*** Opening INPUT DATA ***

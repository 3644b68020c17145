//! Shield activation
//!
//! The per-page entry point. Configuration is read once, then the gates run
//! in a fixed order: whitelist, configuration, flag resolution. Only a page
//! that passes every gate gets a registry, trap suppression, healing and the
//! enabled spoofers.

use std::rc::Rc;

use crate::activation::{self, Capability, CapabilitySet};
use crate::config::{ConfigSource, Mode, Settings};
use crate::error::Result;
use crate::heal::{HealReport, Healer};
use crate::host::Realm;
use crate::intercept::Registry;
use crate::spoof::{self, SpoofProfile};
use crate::traps::{SuppressionOptions, TrapSuppression};

/// Why a page was left untouched
#[derive(Debug, Clone, PartialEq, Eq)]
pub enum InertReason {
    /// Hostname ends with a whitelist entry
    Whitelisted { host: String, entry: String },
    /// The store held no configuration
    NoConfig,
    /// The configuration enables nothing this crate acts on
    Inactive { mode: Mode },
}

/// Outcome of activating on one page
#[derive(Debug)]
pub enum Activation {
    Inert(InertReason),
    Active(Shield),
}

impl Activation {
    pub fn is_active(&self) -> bool {
        matches!(self, Activation::Active(_))
    }

    pub fn shield(&self) -> Option<&Shield> {
        match self {
            Activation::Active(shield) => Some(shield),
            Activation::Inert(_) => None,
        }
    }

    pub fn inert_reason(&self) -> Option<&InertReason> {
        match self {
            Activation::Inert(reason) => Some(reason),
            Activation::Active(_) => None,
        }
    }
}

/// Overrides for the installed behaviors
#[derive(Debug, Clone, Default)]
pub struct ShieldOptions {
    pub suppression: SuppressionOptions,
    pub profile: SpoofProfile,
}

/// Active protection on one page
#[derive(Debug)]
pub struct Shield {
    mode: Mode,
    capabilities: CapabilitySet,
    registry: Rc<Registry>,
    suppression: Option<TrapSuppression>,
    healer: Option<Rc<Healer>>,
    spoofed: Vec<Capability>,
}

impl Shield {
    /// Load settings from `source` and activate
    pub async fn activate(realm: &Realm, source: &impl ConfigSource) -> Result<Activation> {
        let settings = source.load().await?;
        Ok(Self::activate_with(realm, settings))
    }

    /// Activate with already-loaded settings
    pub fn activate_with(realm: &Realm, settings: Settings) -> Activation {
        Self::activate_with_options(realm, settings, ShieldOptions::default())
    }

    /// Activate with explicit suppression switches and spoof values
    pub fn activate_with_options(
        realm: &Realm,
        settings: Settings,
        options: ShieldOptions,
    ) -> Activation {
        // Whitelist gate
        if let Some(host) = realm.hostname() {
            if let Some(entry) = settings.whitelist.matches(&host) {
                tracing::info!("{} whitelisted by {:?}, staying inert", host, entry);
                return Activation::Inert(InertReason::Whitelisted {
                    entry: entry.to_string(),
                    host,
                });
            }
        }

        // Configuration gate
        let Some(config) = settings.config.as_ref() else {
            tracing::info!("no configuration, staying inert");
            return Activation::Inert(InertReason::NoConfig);
        };
        let capabilities = activation::resolve(Some(config)).unwrap_or_default();
        if !capabilities.is_core_active() {
            tracing::info!("mode {} enables no core capability", config.mode);
            return Activation::Inert(InertReason::Inactive { mode: config.mode });
        }

        tracing::info!(
            "activating in {} mode on {} ({} capabilities)",
            config.mode,
            realm.url(),
            capabilities.len()
        );

        // Stringification hook goes in before anything else
        let registry = Rc::new(Registry::new(realm));

        let (suppression, healer) = if capabilities.is_enabled(Capability::AntiAdblockKiller) {
            let suppression = TrapSuppression::install(realm, &registry, options.suppression);
            (Some(suppression), Some(Healer::install(realm)))
        } else {
            (None, None)
        };

        let spoofed = spoof::install_all(realm, &registry, &capabilities, &options.profile);

        Activation::Active(Shield {
            mode: config.mode,
            capabilities,
            registry,
            suppression,
            healer,
            spoofed,
        })
    }

    pub fn mode(&self) -> Mode {
        self.mode
    }

    /// Resolved flags for this page
    pub fn capabilities(&self) -> &CapabilitySet {
        &self.capabilities
    }

    pub fn registry(&self) -> &Rc<Registry> {
        &self.registry
    }

    pub fn suppression(&self) -> Option<&TrapSuppression> {
        self.suppression.as_ref()
    }

    pub fn healer(&self) -> Option<&Rc<Healer>> {
        self.healer.as_ref()
    }

    /// Spoofers that installed
    pub fn spoofed(&self) -> &[Capability] {
        &self.spoofed
    }

    /// Run a throttled healing pass now, if healing is on
    pub fn heal_now(&self, realm: &Realm) -> Option<HealReport> {
        self.healer.as_ref()?.heal(realm)
    }
}
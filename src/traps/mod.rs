//! Trap Suppression
//!
//! Neutralizes scripts built to detect or punish a blocking client. Each
//! behavior installs on its own; one that cannot install never blocks the
//! others.

pub mod classifier;
pub mod dynamic_code;
pub mod globals;
pub mod observer;
pub mod scripts;

use std::rc::Rc;

use serde::{Deserialize, Serialize};

use crate::error::Result;
use crate::host::Realm;
use crate::intercept::Registry;

pub use classifier::{has_debugger_directive, is_trap, is_trap_url};
pub use observer::{ScriptSweeper, SeenSet};

/// Per-behavior switches
#[derive(Debug, Clone, Copy, PartialEq, Eq, Serialize, Deserialize)]
#[serde(rename_all = "camelCase", default)]
pub struct SuppressionOptions {
    /// Filter `document.scripts`
    pub script_filter: bool,
    /// Veto trap `src` on created scripts and iframes
    pub creation_veto: bool,
    /// Remove inserted inline trap scripts
    pub mutation_sweep: bool,
    /// Veto trap `eval` and `debugger` functions
    pub dynamic_code: bool,
    /// Pin trap-library globals to `undefined`
    pub global_nullify: bool,
    /// Answer `webdriver` and permission probes
    pub probe_answers: bool,
}

impl Default for SuppressionOptions {
    fn default() -> Self {
        Self {
            script_filter: true,
            creation_veto: true,
            mutation_sweep: true,
            dynamic_code: true,
            global_nullify: true,
            probe_answers: true,
        }
    }
}

/// Installed suppression behaviors
#[derive(Debug, Default)]
pub struct TrapSuppression {
    /// Behaviors that installed
    pub installed: Vec<&'static str>,
    /// Behaviors that failed to install
    pub failed: Vec<&'static str>,
    sweeper: Option<Rc<ScriptSweeper>>,
}

impl TrapSuppression {
    /// Install every enabled behavior
    pub fn install(realm: &Realm, registry: &Rc<Registry>, options: SuppressionOptions) -> Self {
        let mut this = Self::default();

        if options.script_filter {
            this.record("script_filter", scripts::install_script_filter(realm, registry));
        }
        if options.creation_veto {
            this.record("creation_veto", scripts::install_creation_veto(realm, registry));
        }
        if options.mutation_sweep {
            this.sweeper = Some(ScriptSweeper::install(realm));
            this.installed.push("mutation_sweep");
        }
        if options.dynamic_code {
            let eval = dynamic_code::install_eval_guard(realm, registry);
            let function = dynamic_code::install_function_guard(realm, registry);
            this.record("dynamic_code", Ok(eval && function));
        }
        if options.global_nullify {
            let pinned = globals::install_nullified_globals(realm, registry);
            this.record("global_nullify", Ok(pinned == globals::NULLIFIED_GLOBALS.len()));
        }
        if options.probe_answers {
            this.record("probe_answers", globals::install_probe_answers(realm, registry));
        }

        tracing::info!(
            "trap suppression: {} installed, {} failed",
            this.installed.len(),
            this.failed.len()
        );
        this
    }

    fn record(&mut self, name: &'static str, outcome: Result<bool>) {
        match outcome {
            Ok(true) => self.installed.push(name),
            Ok(false) => self.failed.push(name),
            Err(e) => {
                tracing::warn!("{} unavailable: {}", name, e);
                self.failed.push(name);
            }
        }
    }

    /// The script sweeper, if mutation sweeping is on
    pub fn sweeper(&self) -> Option<&Rc<ScriptSweeper>> {
        self.sweeper.as_ref()
    }

    pub fn is_installed(&self, name: &str) -> bool {
        self.installed.contains(&name)
    }
}
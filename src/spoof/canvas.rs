//! Canvas pixel noise on read and export

use super::noise::perturb_pixels;
use super::profile::SpoofProfile;
use crate::host::{Realm, Slot, Value};
use crate::intercept::{CallHook, HookContext, Registry, Target};

pub fn install(realm: &Realm, registry: &Registry, profile: &SpoofProfile) -> bool {
    let read = install_read_noise(realm, registry, profile.canvas_read_noise);
    let export = install_export_noise(realm, registry, profile.canvas_export_noise);
    read && export
}

/// `getImageData` returns a perturbed copy
fn install_read_noise(realm: &Realm, registry: &Registry, max: u8) -> bool {
    let Ok(target) = Target::on_prototype(realm, "CanvasRenderingContext2D", "getImageData") else {
        return false;
    };
    let hook = CallHook(move |cx: &HookContext<'_>, this: &Value, args: &[Value]| {
        let image = cx.call_original(this, args)?;
        let data = cx.realm.get(&image, "data")?;
        if let Some(buffer) = data.as_object() {
            if let Slot::Bytes(bytes) = &mut *buffer.slot_mut() {
                perturb_pixels(bytes, max);
                tracing::debug!("perturbed getImageData ({} bytes)", bytes.len());
            }
        }
        Ok(image)
    });
    registry.install(realm, target, hook, Some("getImageData"))
}

/// `toDataURL` serializes a perturbed bitmap, then the real pixels are restored
fn install_export_noise(realm: &Realm, registry: &Registry, max: u8) -> bool {
    let Ok(target) = Target::on_prototype(realm, "HTMLCanvasElement", "toDataURL") else {
        return false;
    };
    let hook = CallHook(move |cx: &HookContext<'_>, this: &Value, args: &[Value]| {
        let Ok(id) = cx.realm.node_of(this) else {
            return cx.call_original(this, args);
        };
        let saved = cx.realm.dom_mut().bitmap_mut(id).map(|bitmap| {
            let saved = bitmap.pixels.clone();
            perturb_pixels(&mut bitmap.pixels, max);
            saved
        });
        let Some(saved) = saved else {
            return cx.call_original(this, args);
        };
        let url = cx.call_original(this, args);
        if let Some(bitmap) = cx.realm.dom_mut().bitmap_mut(id) {
            bitmap.pixels = saved;
        }
        tracing::debug!("perturbed toDataURL export");
        url
    });
    registry.install(realm, target, hook, Some("toDataURL"))
}
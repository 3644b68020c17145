//! Fingerprint Spoofing
//!
//! Independent spoofers, one per capability flag. Each installs its hooks
//! eagerly and then stays passive until page code calls the hooked API. A
//! spoofer whose API is missing from the engine does nothing.

pub mod audio;
pub mod battery;
pub mod canvas;
pub mod geometry;
pub mod hardware;
pub mod noise;
pub mod opener;
pub mod plugins;
pub mod profile;
pub mod webgl;
pub mod webrtc;

pub use profile::{SpoofProfile, SyntheticRect};

use crate::activation::{Capability, CapabilitySet};
use crate::host::Realm;
use crate::intercept::Registry;

/// Install the spoofer behind `capability`; false when it has none or could not install
pub fn install_capability(
    realm: &Realm,
    registry: &Registry,
    capability: Capability,
    profile: &SpoofProfile,
) -> bool {
    match capability {
        Capability::ClientRectsSpoofing => geometry::install(realm, registry, profile),
        Capability::HidePlugins => plugins::install(realm, registry),
        Capability::NullifyOpener => opener::install(realm, registry),
        Capability::CanvasSpoofing => canvas::install(realm, registry, profile),
        Capability::WebglSpoofing => webgl::install(realm, registry, profile),
        Capability::BatterySpoofing => battery::install(realm, registry),
        Capability::AudioSpoofing => audio::install(realm, registry, profile),
        Capability::HardwareSpoofing => hardware::install(realm, registry, profile),
        Capability::WebRtcProtection => webrtc::install(realm, registry),
        Capability::AntiAdblockKiller | Capability::CountdownKiller => false,
    }
}

/// Whether `capability` is handled by a spoofer
pub fn is_spoofer(capability: Capability) -> bool {
    !matches!(
        capability,
        Capability::AntiAdblockKiller | Capability::CountdownKiller
    )
}

/// Install every enabled spoofer; returns those that installed
pub fn install_all(
    realm: &Realm,
    registry: &Registry,
    capabilities: &CapabilitySet,
    profile: &SpoofProfile,
) -> Vec<Capability> {
    let mut active = Vec::new();
    for capability in capabilities.iter().filter(|c| is_spoofer(*c)) {
        if install_capability(realm, registry, capability, profile) {
            tracing::debug!("spoofing {}", capability);
            active.push(capability);
        } else {
            tracing::debug!("{} left as-is (API absent or locked)", capability);
        }
    }
    active
}

#[cfg(test)]
mod tests {
    use super::*;
    use crate::host::Value;

    #[test]
    fn test_only_enabled_spoofers_install() {
        let realm = Realm::new("https://example.com/");
        let registry = Registry::new(&realm);
        let caps: CapabilitySet = [Capability::HidePlugins, Capability::AntiAdblockKiller]
            .into_iter()
            .collect();
        let active = install_all(&realm, &registry, &caps, &SpoofProfile::default());
        assert_eq!(active, vec![Capability::HidePlugins]);

        let nav = realm.global_value("navigator").unwrap();
        assert_eq!(realm.get(&nav, "hardwareConcurrency").unwrap(), Value::from(12.0));
        assert!(realm.global_value("RTCPeerConnection").unwrap().is_callable());
    }

    #[test]
    fn test_every_spoofer_installs_on_default_surface() {
        let realm = Realm::new("https://example.com/");
        let registry = Registry::new(&realm);
        let all: CapabilitySet = Capability::ALL.into_iter().collect();
        let active = install_all(&realm, &registry, &all, &SpoofProfile::default());
        assert_eq!(active.len(), 9);
        assert!(registry.skipped().is_empty());
    }
}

*** Closing INPUT DATA ***

BRIEF: Lines holding the word "observer" should be copied from the entries above.

EXERCISE RESULT:
pub mod observer;
pub use observer::{ScriptSweeper, SeenSet};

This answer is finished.